What you are asked to do:
A faithful transcription of all the records is required.
· · · ·
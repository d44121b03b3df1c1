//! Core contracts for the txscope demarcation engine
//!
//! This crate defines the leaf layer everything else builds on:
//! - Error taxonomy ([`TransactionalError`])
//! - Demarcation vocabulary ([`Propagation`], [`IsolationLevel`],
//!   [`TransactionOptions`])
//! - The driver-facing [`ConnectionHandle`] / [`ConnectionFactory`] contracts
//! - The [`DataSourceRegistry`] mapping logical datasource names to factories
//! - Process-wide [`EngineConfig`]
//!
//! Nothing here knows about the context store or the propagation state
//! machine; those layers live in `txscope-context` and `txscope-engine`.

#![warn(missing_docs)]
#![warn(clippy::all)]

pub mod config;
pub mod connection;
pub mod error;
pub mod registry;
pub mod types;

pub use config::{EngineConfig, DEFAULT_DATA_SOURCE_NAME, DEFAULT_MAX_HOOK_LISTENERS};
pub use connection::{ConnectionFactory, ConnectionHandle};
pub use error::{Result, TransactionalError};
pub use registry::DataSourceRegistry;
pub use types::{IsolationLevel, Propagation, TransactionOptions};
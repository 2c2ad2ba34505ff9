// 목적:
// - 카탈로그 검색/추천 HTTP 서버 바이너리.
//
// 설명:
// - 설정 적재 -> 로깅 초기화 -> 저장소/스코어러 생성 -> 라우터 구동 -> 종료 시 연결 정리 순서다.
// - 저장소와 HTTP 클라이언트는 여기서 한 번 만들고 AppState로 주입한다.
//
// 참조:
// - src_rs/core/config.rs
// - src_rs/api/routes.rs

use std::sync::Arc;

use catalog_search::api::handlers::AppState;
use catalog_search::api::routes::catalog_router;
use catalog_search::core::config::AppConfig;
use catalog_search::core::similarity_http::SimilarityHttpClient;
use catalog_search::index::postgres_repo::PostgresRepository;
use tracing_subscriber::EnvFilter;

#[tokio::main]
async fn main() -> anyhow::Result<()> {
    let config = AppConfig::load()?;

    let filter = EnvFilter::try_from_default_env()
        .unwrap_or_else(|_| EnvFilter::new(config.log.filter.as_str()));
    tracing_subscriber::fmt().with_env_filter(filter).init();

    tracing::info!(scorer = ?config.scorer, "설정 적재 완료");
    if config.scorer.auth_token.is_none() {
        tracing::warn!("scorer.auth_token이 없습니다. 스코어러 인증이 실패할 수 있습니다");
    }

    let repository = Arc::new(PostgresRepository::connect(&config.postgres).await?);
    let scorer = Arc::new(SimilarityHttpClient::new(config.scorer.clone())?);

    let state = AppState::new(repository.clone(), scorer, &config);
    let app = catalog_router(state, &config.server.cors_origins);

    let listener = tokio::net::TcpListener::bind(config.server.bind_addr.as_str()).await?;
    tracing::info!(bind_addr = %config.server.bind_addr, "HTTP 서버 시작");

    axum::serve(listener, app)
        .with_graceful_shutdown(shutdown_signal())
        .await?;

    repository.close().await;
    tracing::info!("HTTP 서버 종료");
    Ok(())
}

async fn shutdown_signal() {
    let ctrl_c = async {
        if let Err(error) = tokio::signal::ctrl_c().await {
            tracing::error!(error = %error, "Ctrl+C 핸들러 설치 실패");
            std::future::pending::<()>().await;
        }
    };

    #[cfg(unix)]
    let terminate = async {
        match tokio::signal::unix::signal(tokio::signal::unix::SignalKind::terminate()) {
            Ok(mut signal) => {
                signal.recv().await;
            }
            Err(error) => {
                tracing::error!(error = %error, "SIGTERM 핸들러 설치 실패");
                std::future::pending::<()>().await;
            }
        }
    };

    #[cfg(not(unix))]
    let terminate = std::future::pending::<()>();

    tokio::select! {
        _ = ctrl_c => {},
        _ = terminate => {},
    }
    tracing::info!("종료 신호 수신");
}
· · · ·
Response area:
repository d44121b03b3df1c1
//! Core contracts for the txscope demarcation engine
//!
//! This crate defines the leaf layer everything else builds on:
//! - Error taxonomy ([`TransactionalError`])
//! - Demarcation vocabulary ([`Propagation`], [`IsolationLevel`],
//!   [`TransactionOptions`])
//! - The driver-facing [`ConnectionHandle`] / [`ConnectionFactory`] contracts
//! - The [`DataSourceRegistry`] mapping logical datasource names to factories
//! - Process-wide [`EngineConfig`]
//!
//! Nothing here knows about the context store or the propagation state
//! machine; those layers live in `txscope-context` and `txscope-engine`.

#![warn(missing_docs)]
#![warn(clippy::all)]

pub mod config;
pub mod connection;
pub mod error;
pub mod registry;
pub mod types;

pub use config::{EngineConfig, DEFAULT_DATA_SOURCE_NAME, DEFAULT_MAX_HOOK_LISTENERS};
pub use connection::{ConnectionFactory, ConnectionHandle};
pub use error::{Result, TransactionalError};
pub use registry::DataSourceRegistry;
pub use types::{IsolationLevel, Propagation, TransactionOptions};
repository 2c2ad2ba34505ff9
// 목적:
// - 카탈로그 검색/추천 HTTP 서버 바이너리.
//
// 설명:
// - 설정 적재 -> 로깅 초기화 -> 저장소/스코어러 생성 -> 라우터 구동 -> 종료 시 연결 정리 순서다.
// - 저장소와 HTTP 클라이언트는 여기서 한 번 만들고 AppState로 주입한다.
//
// 참조:
// - src_rs/core/config.rs
// - src_rs/api/routes.rs

use std::sync::Arc;

use catalog_search::api::handlers::AppState;
use catalog_search::api::routes::catalog_router;
use catalog_search::core::config::AppConfig;
use catalog_search::core::similarity_http::SimilarityHttpClient;
use catalog_search::index::postgres_repo::PostgresRepository;
use tracing_subscriber::EnvFilter;

#[tokio::main]
async fn main() -> anyhow::Result<()> {
    let config = AppConfig::load()?;

    let filter = EnvFilter::try_from_default_env()
        .unwrap_or_else(|_| EnvFilter::new(config.log.filter.as_str()));
    tracing_subscriber::fmt().with_env_filter(filter).init();

    tracing::info!(scorer = ?config.scorer, "설정 적재 완료");
    if config.scorer.auth_token.is_none() {
        tracing::warn!("scorer.auth_token이 없습니다. 스코어러 인증이 실패할 수 있습니다");
    }

    let repository = Arc::new(PostgresRepository::connect(&config.postgres).await?);
    let scorer = Arc::new(SimilarityHttpClient::new(config.scorer.clone())?);

    let state = AppState::new(repository.clone(), scorer, &config);
    let app = catalog_router(state, &config.server.cors_origins);

    let listener = tokio::net::TcpListener::bind(config.server.bind_addr.as_str()).await?;
    tracing::info!(bind_addr = %config.server.bind_addr, "HTTP 서버 시작");

    axum::serve(listener, app)
        .with_graceful_shutdown(shutdown_signal())
        .await?;

    repository.close().await;
    tracing::info!("HTTP 서버 종료");
    Ok(())
}

async fn shutdown_signal() {
    let ctrl_c = async {
        if let Err(error) = tokio::signal::ctrl_c().await {
            tracing::error!(error = %error, "Ctrl+C 핸들러 설치 실패");
            std::future::pending::<()>().await;
        }
    };

    #[cfg(unix)]
    let terminate = async {
        match tokio::signal::unix::signal(tokio::signal::unix::SignalKind::terminate()) {
            Ok(mut signal) => {
                signal.recv().await;
            }
            Err(error) => {
                tracing::error!(error = %error, "SIGTERM 핸들러 설치 실패");
                std::future::pending::<()>().await;
            }
        }
    };

    #[cfg(not(unix))]
    let terminate = std::future::pending::<()>();

    tokio::select! {
        _ = ctrl_c => {},
        _ = terminate => {},
    }
    tracing::info!("종료 신호 수신");
}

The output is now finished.